Aboubacar Sidiki Diakité, el ex comandante del ejército guineano condenado por liderar la masacre del estadio de 2009 que mató a más de 150 personas, murió en prisión.
Aboubacar Sidiki Diakité, el ex comandante del ejército guineano condenado por orquestar la mortal masacre del estadio de 2009, falleció mientras cumplía su condena en prisión. Diakité fue declarado culpable de crímenes contra la humanidad por su papel en el trágico suceso, que se cobró la vida de más de 150 personas en la capital de Conakry.
La masacre de 2009 sigue siendo un capítulo oscuro en la historia de Guinea. El 28 de septiembre de ese año, miles de manifestantes a favor de la democracia se reunieron en el estadio nacional para expresar su oposición a los planes del entonces presidente Moussa Dadis Camara de extender su gobierno. Diakité, que en ese momento era el jefe de la guardia presidencial, ordenó a las fuerzas de seguridad que abrieran fuego contra los civiles desarmados. El caos que siguió provocó una estampida, en la que muchas personas murieron aplastadas o acribilladas.
Después, el gobierno guineano inicialmente negó haber actuado mal, pero grupos internacionales de derechos humanos rápidamente condenaron la masacre como un ataque premeditado contra manifestantes pacíficos. Posteriormente, Diakité fue arrestado y acusado de crímenes contra la humanidad por su papel central en el incidente.
Después de un largo proceso legal, Diakité fue declarado culpable en 2012 y sentenciado a cadena perpetua. Había estado encarcelado en una instalación de máxima seguridad en la capital, Conakry, hasta su muerte el 10 de marzo de 2023. Las autoridades guineanas no han revelado oficialmente la causa exacta de su fallecimiento.

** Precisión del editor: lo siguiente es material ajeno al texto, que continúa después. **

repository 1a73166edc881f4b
pub mod identity;

pub use identity::PostgresIdentityRepository;
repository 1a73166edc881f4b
pub mod repositories;
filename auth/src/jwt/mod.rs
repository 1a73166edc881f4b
pub mod claims;
pub mod errors;
pub mod handler;

pub use claims::AccessClaims;
pub use claims::RefreshClaims;
pub use claims::RegisteredClaims;
pub use claims::TokenClaims;
pub use claims::TokenType;
pub use errors::JwtError;
pub use handler::JwtHandler;
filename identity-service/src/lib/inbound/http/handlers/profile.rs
use axum::http::StatusCode;
use chrono::DateTime;
use chrono::Utc;
use serde::Serialize;

use super::ApiSuccess;
use crate::inbound::http::middleware::AuthenticatedIdentity;

pub async fn protected() -> &'static str {
    "This is a protected route"
}

/// Echo the identity carried by the access token. No store lookup.
pub async fn profile(identity: AuthenticatedIdentity) -> ApiSuccess<ProfileResponseData> {
    ApiSuccess::new(StatusCode::OK, (&identity).into())
}

#[derive(Debug, Clone, PartialEq, Eq, Serialize)]
pub struct ProfileResponseData {
    pub id: String,
    pub email: String,
    pub issued_at: DateTime<Utc>,
    pub expires_at: DateTime<Utc>,
}

impl From<&AuthenticatedIdentity> for ProfileResponseData {
    fn from(identity: &AuthenticatedIdentity) -> Self {
        Self {
            id: identity.identity_id.to_string(),
            email: identity.email.clone(),
            issued_at: identity.issued_at,
            expires_at: identity.expires_at,
        }
    }
}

La masacre del estadio de 2009 fue un golpe devastador para las aspiraciones democráticas de Guinea y provocó indignación internacional. La muerte de Diakité, si bien no es inesperada dada su avanzada edad y el tiempo cumplido, hace poco para curar las heridas de ese trágico día. Las familias de las víctimas continúan buscando justicia y un cierre, mientras las cicatrices de la masacre siguen grabadas en la memoria colectiva del país.
Mientras Guinea navega por su actual agitación política, el legado de los asesinatos en los estadios de 2009 sirve como un crudo recordatorio de las consecuencias del poder desenfrenado y la importancia de proteger los derechos fundamentales de los ciudadanos. El fallecimiento de Diakité puede suponer un cierto cierre, pero la tarea de garantizar que tales atrocidades nunca vuelvan a ocurrir sigue siendo un desafío duradero para la nación de África Occidental.